#### [Data for the task]

# # # #

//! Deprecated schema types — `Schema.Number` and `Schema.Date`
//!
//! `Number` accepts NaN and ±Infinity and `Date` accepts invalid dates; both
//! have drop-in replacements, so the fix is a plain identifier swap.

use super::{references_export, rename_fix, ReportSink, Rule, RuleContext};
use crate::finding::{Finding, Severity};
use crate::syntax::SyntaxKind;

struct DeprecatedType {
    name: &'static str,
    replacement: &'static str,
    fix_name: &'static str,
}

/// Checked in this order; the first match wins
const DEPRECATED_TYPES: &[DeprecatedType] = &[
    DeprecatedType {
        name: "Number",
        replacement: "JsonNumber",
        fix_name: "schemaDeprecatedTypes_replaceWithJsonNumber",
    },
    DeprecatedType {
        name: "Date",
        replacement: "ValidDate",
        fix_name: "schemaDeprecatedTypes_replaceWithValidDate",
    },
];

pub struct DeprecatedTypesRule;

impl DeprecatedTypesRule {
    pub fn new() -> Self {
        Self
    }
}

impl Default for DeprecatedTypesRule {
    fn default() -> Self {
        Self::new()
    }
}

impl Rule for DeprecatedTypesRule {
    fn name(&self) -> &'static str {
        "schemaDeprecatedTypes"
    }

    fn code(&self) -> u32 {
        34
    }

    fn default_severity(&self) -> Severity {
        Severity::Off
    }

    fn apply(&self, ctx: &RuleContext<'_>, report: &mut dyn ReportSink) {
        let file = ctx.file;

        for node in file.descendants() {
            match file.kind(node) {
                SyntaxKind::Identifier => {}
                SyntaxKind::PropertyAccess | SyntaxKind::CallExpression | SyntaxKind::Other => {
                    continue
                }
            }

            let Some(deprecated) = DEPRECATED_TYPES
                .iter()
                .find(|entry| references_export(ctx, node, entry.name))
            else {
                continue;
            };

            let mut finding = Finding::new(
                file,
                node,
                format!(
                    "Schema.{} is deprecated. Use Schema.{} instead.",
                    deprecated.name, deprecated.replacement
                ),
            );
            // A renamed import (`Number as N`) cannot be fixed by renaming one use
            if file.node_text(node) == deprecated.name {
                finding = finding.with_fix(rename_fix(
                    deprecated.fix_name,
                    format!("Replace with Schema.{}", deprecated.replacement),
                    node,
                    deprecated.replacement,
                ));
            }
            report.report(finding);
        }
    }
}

# # # #

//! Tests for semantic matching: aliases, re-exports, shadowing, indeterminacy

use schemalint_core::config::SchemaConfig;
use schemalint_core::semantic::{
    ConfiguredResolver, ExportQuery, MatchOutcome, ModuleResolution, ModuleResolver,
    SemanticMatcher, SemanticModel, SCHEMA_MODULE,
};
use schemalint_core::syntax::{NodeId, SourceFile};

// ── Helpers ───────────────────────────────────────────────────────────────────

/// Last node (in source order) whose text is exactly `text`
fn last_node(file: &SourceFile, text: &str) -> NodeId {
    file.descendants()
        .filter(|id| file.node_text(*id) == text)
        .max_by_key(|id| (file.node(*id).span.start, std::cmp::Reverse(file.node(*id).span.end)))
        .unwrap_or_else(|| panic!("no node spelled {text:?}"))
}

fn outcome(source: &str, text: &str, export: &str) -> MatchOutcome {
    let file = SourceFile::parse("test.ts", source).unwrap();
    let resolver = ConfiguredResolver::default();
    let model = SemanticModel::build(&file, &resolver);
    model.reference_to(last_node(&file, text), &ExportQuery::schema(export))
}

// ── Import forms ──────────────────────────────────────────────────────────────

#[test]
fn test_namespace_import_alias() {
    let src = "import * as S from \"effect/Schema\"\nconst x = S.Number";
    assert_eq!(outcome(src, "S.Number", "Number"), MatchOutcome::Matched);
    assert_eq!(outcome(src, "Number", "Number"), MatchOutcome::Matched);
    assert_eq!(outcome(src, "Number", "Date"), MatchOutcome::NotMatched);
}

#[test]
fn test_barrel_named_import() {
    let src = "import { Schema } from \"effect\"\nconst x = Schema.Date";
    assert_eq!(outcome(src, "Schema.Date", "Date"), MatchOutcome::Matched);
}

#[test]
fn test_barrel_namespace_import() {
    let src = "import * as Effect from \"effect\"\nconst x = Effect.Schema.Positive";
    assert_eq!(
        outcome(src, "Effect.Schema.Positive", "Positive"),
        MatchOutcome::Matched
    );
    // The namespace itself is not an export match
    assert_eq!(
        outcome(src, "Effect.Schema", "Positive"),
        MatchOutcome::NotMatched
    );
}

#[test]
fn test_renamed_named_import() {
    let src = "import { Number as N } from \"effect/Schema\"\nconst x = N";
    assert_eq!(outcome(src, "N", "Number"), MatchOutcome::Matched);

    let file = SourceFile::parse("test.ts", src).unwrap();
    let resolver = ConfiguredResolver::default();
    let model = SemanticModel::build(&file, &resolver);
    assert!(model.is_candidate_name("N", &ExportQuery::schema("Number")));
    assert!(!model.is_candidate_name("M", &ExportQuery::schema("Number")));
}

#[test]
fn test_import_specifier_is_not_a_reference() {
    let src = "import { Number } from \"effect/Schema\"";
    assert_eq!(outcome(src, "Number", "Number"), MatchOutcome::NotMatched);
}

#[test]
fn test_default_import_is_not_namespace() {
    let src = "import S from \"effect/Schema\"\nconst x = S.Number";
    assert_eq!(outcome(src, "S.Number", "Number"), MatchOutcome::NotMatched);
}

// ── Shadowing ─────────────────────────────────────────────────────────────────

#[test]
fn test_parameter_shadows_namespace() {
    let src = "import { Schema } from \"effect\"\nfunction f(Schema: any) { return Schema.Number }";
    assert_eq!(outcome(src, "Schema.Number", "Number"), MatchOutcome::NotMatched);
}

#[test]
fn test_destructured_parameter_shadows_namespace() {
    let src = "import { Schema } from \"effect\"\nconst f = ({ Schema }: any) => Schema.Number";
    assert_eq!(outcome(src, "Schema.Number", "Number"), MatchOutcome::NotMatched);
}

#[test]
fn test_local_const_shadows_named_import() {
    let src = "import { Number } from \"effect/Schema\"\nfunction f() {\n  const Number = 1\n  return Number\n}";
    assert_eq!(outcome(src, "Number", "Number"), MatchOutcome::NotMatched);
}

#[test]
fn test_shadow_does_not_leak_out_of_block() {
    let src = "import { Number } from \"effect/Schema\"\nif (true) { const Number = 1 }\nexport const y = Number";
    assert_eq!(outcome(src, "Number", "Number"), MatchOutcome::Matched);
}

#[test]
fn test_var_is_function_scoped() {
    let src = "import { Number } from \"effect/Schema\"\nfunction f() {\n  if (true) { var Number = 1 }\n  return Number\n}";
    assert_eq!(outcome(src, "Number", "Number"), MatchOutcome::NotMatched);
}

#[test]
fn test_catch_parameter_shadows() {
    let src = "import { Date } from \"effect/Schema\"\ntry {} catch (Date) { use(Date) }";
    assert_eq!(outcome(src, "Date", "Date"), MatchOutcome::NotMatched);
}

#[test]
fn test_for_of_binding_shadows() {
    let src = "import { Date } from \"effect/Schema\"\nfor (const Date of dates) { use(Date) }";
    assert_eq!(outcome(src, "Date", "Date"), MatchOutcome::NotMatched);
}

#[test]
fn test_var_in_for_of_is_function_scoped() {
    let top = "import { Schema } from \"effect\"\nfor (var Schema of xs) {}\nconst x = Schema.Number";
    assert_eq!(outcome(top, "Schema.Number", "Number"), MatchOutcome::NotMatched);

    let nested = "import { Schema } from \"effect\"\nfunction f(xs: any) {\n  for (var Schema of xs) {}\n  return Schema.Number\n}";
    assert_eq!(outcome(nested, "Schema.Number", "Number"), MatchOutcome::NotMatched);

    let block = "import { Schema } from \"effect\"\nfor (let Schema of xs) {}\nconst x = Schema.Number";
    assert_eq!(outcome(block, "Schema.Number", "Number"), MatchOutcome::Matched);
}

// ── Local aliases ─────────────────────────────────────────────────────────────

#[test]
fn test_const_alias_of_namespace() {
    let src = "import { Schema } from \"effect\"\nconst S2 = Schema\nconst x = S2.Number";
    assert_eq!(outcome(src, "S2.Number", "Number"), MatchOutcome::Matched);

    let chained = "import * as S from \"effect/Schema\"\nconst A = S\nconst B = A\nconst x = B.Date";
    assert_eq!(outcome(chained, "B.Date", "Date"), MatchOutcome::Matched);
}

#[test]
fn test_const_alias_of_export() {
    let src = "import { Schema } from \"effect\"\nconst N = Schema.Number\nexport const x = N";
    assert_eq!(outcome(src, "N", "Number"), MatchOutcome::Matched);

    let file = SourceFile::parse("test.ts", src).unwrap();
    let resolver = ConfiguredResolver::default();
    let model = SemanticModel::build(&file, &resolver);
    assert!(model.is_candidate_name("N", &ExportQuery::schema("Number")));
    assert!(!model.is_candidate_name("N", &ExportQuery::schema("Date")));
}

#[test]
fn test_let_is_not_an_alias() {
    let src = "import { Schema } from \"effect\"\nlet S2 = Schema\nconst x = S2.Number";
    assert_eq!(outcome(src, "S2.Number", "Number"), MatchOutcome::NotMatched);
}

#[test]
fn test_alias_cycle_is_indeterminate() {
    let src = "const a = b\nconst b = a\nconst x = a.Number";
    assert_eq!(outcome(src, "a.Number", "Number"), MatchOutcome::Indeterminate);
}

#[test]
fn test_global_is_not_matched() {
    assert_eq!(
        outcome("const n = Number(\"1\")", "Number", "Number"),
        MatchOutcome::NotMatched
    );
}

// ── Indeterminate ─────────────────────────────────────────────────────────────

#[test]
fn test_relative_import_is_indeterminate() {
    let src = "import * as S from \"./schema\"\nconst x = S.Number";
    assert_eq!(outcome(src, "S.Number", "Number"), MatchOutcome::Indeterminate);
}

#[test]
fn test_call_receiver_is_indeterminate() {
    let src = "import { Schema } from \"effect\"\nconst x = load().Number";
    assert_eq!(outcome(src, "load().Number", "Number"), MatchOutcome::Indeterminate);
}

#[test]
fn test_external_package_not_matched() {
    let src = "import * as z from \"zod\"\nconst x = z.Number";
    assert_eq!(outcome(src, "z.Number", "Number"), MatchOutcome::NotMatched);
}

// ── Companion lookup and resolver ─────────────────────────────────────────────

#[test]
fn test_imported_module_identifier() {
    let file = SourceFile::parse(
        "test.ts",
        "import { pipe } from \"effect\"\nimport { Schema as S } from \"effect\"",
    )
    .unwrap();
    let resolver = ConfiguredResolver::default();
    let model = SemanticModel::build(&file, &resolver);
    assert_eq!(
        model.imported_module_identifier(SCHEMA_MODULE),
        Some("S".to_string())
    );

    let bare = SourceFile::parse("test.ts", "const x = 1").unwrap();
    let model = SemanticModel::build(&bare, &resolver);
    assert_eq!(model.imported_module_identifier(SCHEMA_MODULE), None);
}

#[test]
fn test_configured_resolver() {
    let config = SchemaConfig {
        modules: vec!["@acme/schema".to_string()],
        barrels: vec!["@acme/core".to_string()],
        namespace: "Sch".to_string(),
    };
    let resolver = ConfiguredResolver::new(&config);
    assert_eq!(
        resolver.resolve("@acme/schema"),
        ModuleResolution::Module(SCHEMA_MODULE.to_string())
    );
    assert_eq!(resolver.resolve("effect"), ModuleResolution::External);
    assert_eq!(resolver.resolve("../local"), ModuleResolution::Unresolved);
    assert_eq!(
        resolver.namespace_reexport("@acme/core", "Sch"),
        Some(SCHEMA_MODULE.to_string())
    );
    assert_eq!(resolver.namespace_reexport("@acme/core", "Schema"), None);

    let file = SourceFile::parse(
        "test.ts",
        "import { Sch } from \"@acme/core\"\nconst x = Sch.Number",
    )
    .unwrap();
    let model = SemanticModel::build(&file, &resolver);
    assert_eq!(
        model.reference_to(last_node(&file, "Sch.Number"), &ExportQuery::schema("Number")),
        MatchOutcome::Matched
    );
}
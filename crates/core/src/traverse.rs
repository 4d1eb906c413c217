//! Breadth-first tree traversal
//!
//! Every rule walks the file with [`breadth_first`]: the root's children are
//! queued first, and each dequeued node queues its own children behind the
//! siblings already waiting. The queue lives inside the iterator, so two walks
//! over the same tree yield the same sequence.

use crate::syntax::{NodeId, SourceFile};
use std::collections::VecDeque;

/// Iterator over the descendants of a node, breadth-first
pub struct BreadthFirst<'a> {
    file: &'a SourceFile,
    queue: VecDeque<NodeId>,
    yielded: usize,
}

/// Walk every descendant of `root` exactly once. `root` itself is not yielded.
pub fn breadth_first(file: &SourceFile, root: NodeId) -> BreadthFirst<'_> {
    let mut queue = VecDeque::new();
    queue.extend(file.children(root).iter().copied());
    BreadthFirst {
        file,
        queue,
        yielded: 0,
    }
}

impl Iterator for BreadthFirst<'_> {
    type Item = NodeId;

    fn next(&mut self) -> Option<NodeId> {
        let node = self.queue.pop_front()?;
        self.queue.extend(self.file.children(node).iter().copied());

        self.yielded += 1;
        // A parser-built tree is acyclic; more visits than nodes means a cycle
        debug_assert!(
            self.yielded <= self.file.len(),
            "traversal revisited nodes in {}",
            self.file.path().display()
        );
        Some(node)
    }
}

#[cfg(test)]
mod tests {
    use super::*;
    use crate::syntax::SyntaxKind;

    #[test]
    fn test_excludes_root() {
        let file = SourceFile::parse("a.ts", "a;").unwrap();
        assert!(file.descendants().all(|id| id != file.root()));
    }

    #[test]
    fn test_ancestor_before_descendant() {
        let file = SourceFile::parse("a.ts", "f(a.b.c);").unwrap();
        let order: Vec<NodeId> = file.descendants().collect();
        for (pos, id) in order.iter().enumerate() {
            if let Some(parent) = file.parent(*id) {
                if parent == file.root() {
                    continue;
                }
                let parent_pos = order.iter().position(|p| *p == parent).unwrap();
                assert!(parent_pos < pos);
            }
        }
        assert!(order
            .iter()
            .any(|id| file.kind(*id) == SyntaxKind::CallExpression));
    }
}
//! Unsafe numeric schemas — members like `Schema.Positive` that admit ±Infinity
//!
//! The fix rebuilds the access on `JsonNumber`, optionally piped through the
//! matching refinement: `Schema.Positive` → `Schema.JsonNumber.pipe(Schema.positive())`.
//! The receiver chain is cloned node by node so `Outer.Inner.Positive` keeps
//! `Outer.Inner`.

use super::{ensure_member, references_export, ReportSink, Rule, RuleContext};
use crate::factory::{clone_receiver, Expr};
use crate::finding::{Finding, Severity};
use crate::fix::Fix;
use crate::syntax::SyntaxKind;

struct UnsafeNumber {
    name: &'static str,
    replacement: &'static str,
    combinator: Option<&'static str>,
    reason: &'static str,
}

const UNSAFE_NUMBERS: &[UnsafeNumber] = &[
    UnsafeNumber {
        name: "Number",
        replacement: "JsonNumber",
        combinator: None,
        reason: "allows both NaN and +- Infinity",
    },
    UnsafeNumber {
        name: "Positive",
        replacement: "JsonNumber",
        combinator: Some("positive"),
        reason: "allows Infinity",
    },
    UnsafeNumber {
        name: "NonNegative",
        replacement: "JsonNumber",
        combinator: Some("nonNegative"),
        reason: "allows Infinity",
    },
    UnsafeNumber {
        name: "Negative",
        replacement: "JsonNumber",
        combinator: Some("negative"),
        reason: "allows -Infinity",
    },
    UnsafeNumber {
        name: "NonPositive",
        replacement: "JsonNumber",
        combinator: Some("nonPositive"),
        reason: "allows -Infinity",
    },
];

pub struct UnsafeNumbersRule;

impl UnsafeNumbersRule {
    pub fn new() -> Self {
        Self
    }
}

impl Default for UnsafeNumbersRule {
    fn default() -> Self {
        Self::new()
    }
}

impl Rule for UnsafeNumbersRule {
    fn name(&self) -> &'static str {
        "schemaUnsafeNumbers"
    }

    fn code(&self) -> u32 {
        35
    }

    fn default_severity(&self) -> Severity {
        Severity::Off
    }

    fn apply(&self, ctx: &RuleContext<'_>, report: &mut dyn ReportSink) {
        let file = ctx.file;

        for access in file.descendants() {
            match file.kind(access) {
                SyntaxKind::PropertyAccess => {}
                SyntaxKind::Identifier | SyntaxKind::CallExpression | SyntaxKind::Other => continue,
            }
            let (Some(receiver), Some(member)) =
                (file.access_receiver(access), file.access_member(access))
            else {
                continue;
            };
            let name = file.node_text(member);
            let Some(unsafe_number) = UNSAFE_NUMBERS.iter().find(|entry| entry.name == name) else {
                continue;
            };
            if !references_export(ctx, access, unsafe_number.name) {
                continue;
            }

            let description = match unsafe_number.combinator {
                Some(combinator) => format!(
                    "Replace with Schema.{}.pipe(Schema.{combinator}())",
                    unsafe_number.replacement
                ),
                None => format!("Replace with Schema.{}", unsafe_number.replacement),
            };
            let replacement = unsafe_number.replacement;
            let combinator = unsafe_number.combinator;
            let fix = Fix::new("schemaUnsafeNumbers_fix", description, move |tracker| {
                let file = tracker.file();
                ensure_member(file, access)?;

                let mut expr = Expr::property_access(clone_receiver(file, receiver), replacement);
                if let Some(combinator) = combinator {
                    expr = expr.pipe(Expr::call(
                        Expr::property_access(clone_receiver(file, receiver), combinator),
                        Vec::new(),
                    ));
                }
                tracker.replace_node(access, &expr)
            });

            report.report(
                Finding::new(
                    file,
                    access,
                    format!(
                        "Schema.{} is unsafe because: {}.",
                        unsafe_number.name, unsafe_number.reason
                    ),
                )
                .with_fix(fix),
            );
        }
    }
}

# # # #

#### [Description of the task]
Copy out every line of the data that includes the word "nfor".

#### [Written response]
    let src = "import { Date } from \"effect/Schema\"\nfor (const Date of dates) { use(Date) }";
    let top = "import { Schema } from \"effect\"\nfor (var Schema of xs) {}\nconst x = Schema.Number";
    let block = "import { Schema } from \"effect\"\nfor (let Schema of xs) {}\nconst x = Schema.Number";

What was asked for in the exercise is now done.